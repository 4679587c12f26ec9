//! Stub capture source for builds without the `device-capture` feature.

use tokio::sync::mpsc;
use tracing::warn;

use super::{AudioFrame, CaptureConfig, CaptureError, CaptureSource};

/// No-op capture source.
///
/// Starts successfully and never emits a frame, so sessions built without an
/// audio stack still connect and can converse over the text path.
#[derive(Debug, Default)]
pub struct NullCapture {
    active: bool,
}

impl NullCapture {
    pub fn new() -> Self {
        Self::default()
    }
}

impl CaptureSource for NullCapture {
    fn start(
        &mut self,
        _config: &CaptureConfig,
        _frames: mpsc::UnboundedSender<AudioFrame>,
    ) -> Result<(), CaptureError> {
        warn!("device-capture feature disabled; microphone input is inactive");
        self.active = true;
        Ok(())
    }

    fn stop(&mut self) {
        self.active = false;
    }

    fn set_block_size(&mut self, _block_size: usize) {}

    fn is_active(&self) -> bool {
        self.active
    }
}
impl RealtimeSession {
    /// Create a session with injected collaborators. Returns the session and
    /// the event stream consumed by the orchestrator/UI.
    pub fn new(
        config: SessionConfig,
        credentials: Arc<dyn CredentialProvider>,
        connector: Arc<dyn RealtimeConnector>,
        capture: Box<dyn CaptureSource>,
        tuning_rx: watch::Receiver<AudioTuning>,
    ) -> (Self, mpsc::UnboundedReceiver<SessionEvent>) {
        let (events_tx, events_rx) = mpsc::unbounded_channel();
        let session = Self {
            config,
            shared: Arc::new(SessionShared::new()),
            credentials,
            connector,
            capture: Arc::new(AsyncMutex::new(capture)),
            tuning_rx,
            events_tx,
            shutdown: AsyncMutex::new(CancellationToken::new()),
            supervisor: AsyncMutex::new(None),
        };
        (session, events_rx)
    }

    pub fn state(&self) -> ConnectionState {
        self.shared.state()
    }

    pub fn is_muted(&self) -> bool {
        self.shared.muted.load(Ordering::Acquire)
    }

    /// Toggle whether captured frames are transmitted. The capture device
    /// keeps running so unmuting has no reacquisition latency.
    pub fn set_muted(&self, muted: bool) {
        self.shared.muted.store(muted, Ordering::Release);
        debug!(muted, "Microphone transmit toggled");
    }

    /// Inject a typed user message and ask the model to respond.
    ///
    /// Fails immediately when no socket is open; no retry. The caller is
    /// expected to check connection state first.
    pub fn send_text(&self, text: &str) -> Result<(), SessionError> {
        let guard = self.shared.outbound.lock();
        let Some(outbound) = guard.as_ref() else {
            return Err(SessionError::NotConnected(
                "cannot send a message without an open socket".to_string(),
            ));
        };
        outbound
            .send(ClientEvent::ConversationItemCreate {
                item: ConversationItem::user_text(text),
            })
            .and_then(|_| outbound.send(ClientEvent::ResponseCreate))
            .map_err(|_| {
                SessionError::NotConnected("socket closed while sending".to_string())
            })
    }

    /// Start the session: fetch a credential, open the socket, and hand the
    /// connection to the supervisor task.
    ///
    /// Any prior socket is fully torn down first. On a first-attempt failure
    /// the error is returned AND recovery continues in the background on the
    /// reconnect schedule; `disconnect` cancels it.
    pub async fn connect(&self) -> Result<(), SessionError> {
        // At most one active socket per session
        self.disconnect().await;

        self.shared
            .intentional_disconnect
            .store(false, Ordering::Release);
        self.shared.failed_attempts.store(0, Ordering::Release);

        let shutdown = CancellationToken::new();
        *self.shutdown.lock().await = shutdown.clone();

        let ctx = SessionCtx {
            config: self.config.clone(),
            shared: Arc::clone(&self.shared),
            credentials: Arc::clone(&self.credentials),
            connector: Arc::clone(&self.connector),
            capture: Arc::clone(&self.capture),
            tuning_rx: self.tuning_rx.clone(),
            events_tx: self.events_tx.clone(),
            shutdown,
        };

        ctx.transition(ConnectionState::Connecting);

        let (first_handle, result) = match Self::establish(&ctx).await {
            Ok(handle) => (Some(handle), Ok(())),
            Err(e) => {
                warn!("Initial connection attempt failed: {e}");
                ctx.shared.failed_attempts.store(1, Ordering::Release);
                (None, Err(e))
            }
        };

        let task = tokio::spawn(Self::supervise(ctx, first_handle));
        *self.supervisor.lock().await = Some(task);
        result
    }

    /// Intentional disconnect: suppress auto-reconnect, cancel timers and
    /// backoff waits, stop capture, close the socket. Idempotent and safe in
    /// any state.
    pub async fn disconnect(&self) {
        self.shared
            .intentional_disconnect
            .store(true, Ordering::Release);
        self.shutdown.lock().await.cancel();

        if let Some(task) = self.supervisor.lock().await.take() {
            let _ = task.await;
        }

        self.shared.outbound.lock().take();
        self.capture.lock().await.stop();

        let previous = self.shared.set_state(ConnectionState::Disconnected);
        if previous != ConnectionState::Disconnected {
            let _ = self
                .events_tx
                .send(SessionEvent::StateChanged(ConnectionState::Disconnected));
        }
    }

    /// Credential fetch plus socket open, together bounded by the connection
    /// timeout. The relay has untrusted latency, so the clock starts before
    /// the credential request, not just the handshake.
    async fn establish(ctx: &SessionCtx) -> Result<SocketHandle, SessionError> {
        let open = async {
            let credential =
                fetch_with_retry(&*ctx.credentials, ctx.config.credential_attempts).await?;
            ctx.connector.connect(&credential).await
        };
        match timeout(ctx.config.connect_timeout, open).await {
            Ok(result) => result,
            Err(_) => Err(SessionError::ConnectTimeout),
        }
    }

    /// Supervisor: run connections while healthy, walk the backoff schedule
    /// when not, give up after the attempt budget.
    async fn supervise(ctx: SessionCtx, mut handle: Option<SocketHandle>) {
        loop {
            if let Some(socket) = handle.take() {
                ctx.shared.failed_attempts.store(0, Ordering::Release);
                // The outbound slot must be live before Connected is
                // observable, so send_text works immediately
                *ctx.shared.outbound.lock() = Some(socket.outbound.clone());
                ctx.transition(ConnectionState::Connected);

                let frames = Self::start_capture(&ctx).await;
                let end = Self::run_connection(&ctx, socket, frames).await;

                ctx.shared.outbound.lock().take();
                ctx.capture.lock().await.stop();

                match end {
                    ConnectionEnd::Shutdown => break,
                    ConnectionEnd::Closed => info!("Realtime socket ended; will reconnect"),
                    ConnectionEnd::Stale => warn!("Connection stale; will reconnect"),
                }
            }

            if ctx.shutdown.is_cancelled()
                || ctx.shared.intentional_disconnect.load(Ordering::Acquire)
            {
                break;
            }

            match Self::recover(&ctx).await {
                Some(socket) => handle = Some(socket),
                None => break,
            }
        }

        ctx.shared.outbound.lock().take();
        ctx.transition(ConnectionState::Disconnected);
    }

    /// Reconnect loop. Returns a fresh socket, or `None` once the attempt
    /// budget is exhausted or the session was cancelled.
    async fn recover(ctx: &SessionCtx) -> Option<SocketHandle> {
        let mut retry = 0u32;
        loop {
            let failures = ctx.shared.failed_attempts.load(Ordering::Acquire);
            if failures >= ctx.config.max_connect_attempts {
                error!(
                    failures,
                    "Reconnect attempts exhausted; session is terminal"
                );
                ctx.emit(SessionEvent::Failed(SessionError::ReconnectExhausted));
                return None;
            }

            retry += 1;
            ctx.transition(ConnectionState::Reconnecting);
            ctx.emit(SessionEvent::Reconnecting { attempt: retry });

            let delay = with_jitter(reconnect_delay_ms(retry));
            debug!(attempt = retry, ?delay, "Backing off before reconnect");
            tokio::select! {
                _ = tokio::time::sleep(delay) => {}
                _ = ctx.shutdown.cancelled() => return None,
            }
            // Re-check: disconnect() may have raced the backoff wait
            if ctx.shared.intentional_disconnect.load(Ordering::Acquire) {
                return None;
            }

            ctx.transition(ConnectionState::Connecting);
            let attempt = tokio::select! {
                result = Self::establish(ctx) => result,
                _ = ctx.shutdown.cancelled() => return None,
            };

            match attempt {
                Ok(socket) => return Some(socket),
                Err(e) => {
                    warn!(attempt = retry, "Reconnect attempt failed: {e}");
                    ctx.shared.failed_attempts.fetch_add(1, Ordering::AcqRel);
                }
            }
        }
    }

    /// Acquire the microphone for this connection. Capture failure degrades
    /// the session to text-only rather than killing it.
    async fn start_capture(ctx: &SessionCtx) -> Option<mpsc::UnboundedReceiver<AudioFrame>> {
        let tuning = *ctx.tuning_rx.borrow();
        let capture_config = CaptureConfig {
            block_size: tuning.buffer_size,
            ..Default::default()
        };

        let (frame_tx, frame_rx) = mpsc::unbounded_channel();
        let mut capture = ctx.capture.lock().await;
        // Prior capture must be released before the device is acquired again
        capture.stop();
        match capture.start(&capture_config, frame_tx) {
            Ok(()) => Some(frame_rx),
            Err(e) => {
                error!("Microphone unavailable: {e}");
                ctx.emit(SessionEvent::CaptureUnavailable(e.to_string()));
                None
            }
        }
    }

    /// Event loop for one open socket.
    async fn run_connection(
        ctx: &SessionCtx,
        socket: SocketHandle,
        mut frames: Option<mpsc::UnboundedReceiver<AudioFrame>>,
    ) -> ConnectionEnd {
        let SocketHandle {
            outbound,
            mut inbound,
        } = socket;
        ctx.shared.touch_activity();

        let mut driver = ConnectionDriver {
            ctx,
            outbound,
            config_sent: false,
            agent_transcript: String::new(),
            user_transcript: String::new(),
        };

        let mut tuning_rx = ctx.tuning_rx.clone();
        tuning_rx.mark_unchanged();
        let mut tuning_live = true;
        let mut heartbeat = tokio::time::interval(ctx.config.heartbeat_interval);
        heartbeat.set_missed_tick_behavior(tokio::time::MissedTickBehavior::Skip);
        // The first tick completes immediately; consume it so staleness is
        // only evaluated on the cadence.
        heartbeat.tick().await;

        loop {
            tokio::select! {
                _ = ctx.shutdown.cancelled() => return ConnectionEnd::Shutdown,

                event = inbound.recv() => {
                    let Some(event) = event else {
                        return ConnectionEnd::Closed;
                    };
                    ctx.shared.touch_activity();
                    driver.handle_server_event(event);
                }

                frame = async {
                    match frames.as_mut() {
                        Some(rx) => rx.recv().await,
                        None => std::future::pending().await,
                    }
                } => {
                    match frame {
                        Some(frame) => driver.forward_frame(&frame),
                        None => {
                            warn!("Capture stream ended mid-connection");
                            frames = None;
                        }
                    }
                }

                _ = heartbeat.tick() => {
                    let idle = ctx.shared.since_activity();
                    if idle > ctx.config.stale_after {
                        warn!(?idle, "Heartbeat found no inbound activity");
                        return ConnectionEnd::Stale;
                    }
                }

                changed = tuning_rx.changed(), if tuning_live => {
                    match changed {
                        Ok(()) => {
                            let tuning = *tuning_rx.borrow_and_update();
                            driver.apply_tuning(&tuning);
                            ctx.capture.lock().await.set_block_size(tuning.buffer_size);
                        }
                        // Monitor gone; keep the last tuning
                        Err(_) => tuning_live = false,
                    }
                }
            }
        }
    }
}

/// Per-connection dispatch state: transcript accumulators and the
/// config-before-audio gate.
struct ConnectionDriver<'a> {
    ctx: &'a SessionCtx,
    outbound: mpsc::UnboundedSender<ClientEvent>,
    config_sent: bool,
    agent_transcript: String,
    user_transcript: String,
}
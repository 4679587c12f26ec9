//! Retry delay schedules for credential fetch and reconnect.

use std::time::Duration;

use rand::Rng;

/// Base reconnect delay before reconnect attempt `n` (1-based):
/// `min(1000 * 2^(n-1), 10_000)` ms.
pub fn reconnect_delay_ms(attempt: u32) -> u64 {
    let exponent = attempt.saturating_sub(1).min(16);
    (1000u64 << exponent).min(10_000)
}

/// Base credential retry delay before attempt `n` (1-based):
/// exponential from 1 s, capped at 5 s.
pub fn credential_delay_ms(attempt: u32) -> u64 {
    let exponent = attempt.saturating_sub(1).min(16);
    (1000u64 << exponent).min(5_000)
}

/// Apply ±10% jitter so simultaneous clients do not retry in lockstep.
pub fn with_jitter(base_ms: u64) -> Duration {
    let factor: f64 = rand::thread_rng().gen_range(0.9..=1.1);
    Duration::from_millis((base_ms as f64 * factor) as u64)
}
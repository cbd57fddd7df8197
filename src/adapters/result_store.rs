use crate::domain::ports::ResultStore;
use crate::utils::error::{NovelError, Result};
use std::io::ErrorKind;
use std::path::{Path, PathBuf};

/// Persists analysis results as `{base_path}/{key}.json`.
#[derive(Debug, Clone)]
pub struct LocalResultStore {
    base_path: PathBuf,
}

impl LocalResultStore {
    pub fn new(base_path: impl Into<PathBuf>) -> Self {
        Self {
            base_path: base_path.into(),
        }
    }

    pub fn base_path(&self) -> &Path {
        &self.base_path
    }

    fn path_for(&self, key: &str) -> PathBuf {
        self.base_path.join(format!("{}.json", key))
    }
}

impl ResultStore for LocalResultStore {
    async fn read(&self, key: &str) -> Result<Vec<u8>> {
        match tokio::fs::read(self.path_for(key)).await {
            Ok(data) => Ok(data),
            Err(e) if e.kind() == ErrorKind::NotFound => Err(NovelError::ResultNotFound {
                key: key.to_string(),
            }),
            Err(e) => Err(NovelError::IoError(e)),
        }
    }

    async fn write(&self, key: &str, data: &[u8]) -> Result<()> {
        let full_path = self.path_for(key);

        if let Some(parent) = full_path.parent() {
            tokio::fs::create_dir_all(parent).await?;
        }

        tokio::fs::write(full_path, data).await?;
        Ok(())
    }

    async fn exists(&self, key: &str) -> Result<bool> {
        Ok(tokio::fs::try_exists(self.path_for(key)).await?)
    }
}

#[cfg(test)]
mod tests {
    use super::*;
    use tempfile::TempDir;

    #[tokio::test]
    async fn test_write_then_read() {
        let temp_dir = TempDir::new().unwrap();
        let store = LocalResultStore::new(temp_dir.path().join("results"));

        assert!(!store.exists("raw").await.unwrap());
        store.write("raw", b"{\"a\":1}").await.unwrap();

        assert!(store.exists("raw").await.unwrap());
        assert_eq!(store.read("raw").await.unwrap(), b"{\"a\":1}");
        assert!(temp_dir.path().join("results/raw.json").exists());
    }

    #[tokio::test]
    async fn test_missing_key_is_result_not_found() {
        let temp_dir = TempDir::new().unwrap();
        let store = LocalResultStore::new(temp_dir.path());

        let err = store.read("nothing").await.unwrap_err();
        assert!(matches!(err, NovelError::ResultNotFound { key } if key == "nothing"));
    }
}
*****
__What the task requires__
Filter the listing for the word "transition" and copy each line that has it.

__Result below__
        ctx.transition(ConnectionState::Connecting);
                ctx.transition(ConnectionState::Connected);
        ctx.transition(ConnectionState::Disconnected);
            ctx.transition(ConnectionState::Reconnecting);
            ctx.transition(ConnectionState::Connecting);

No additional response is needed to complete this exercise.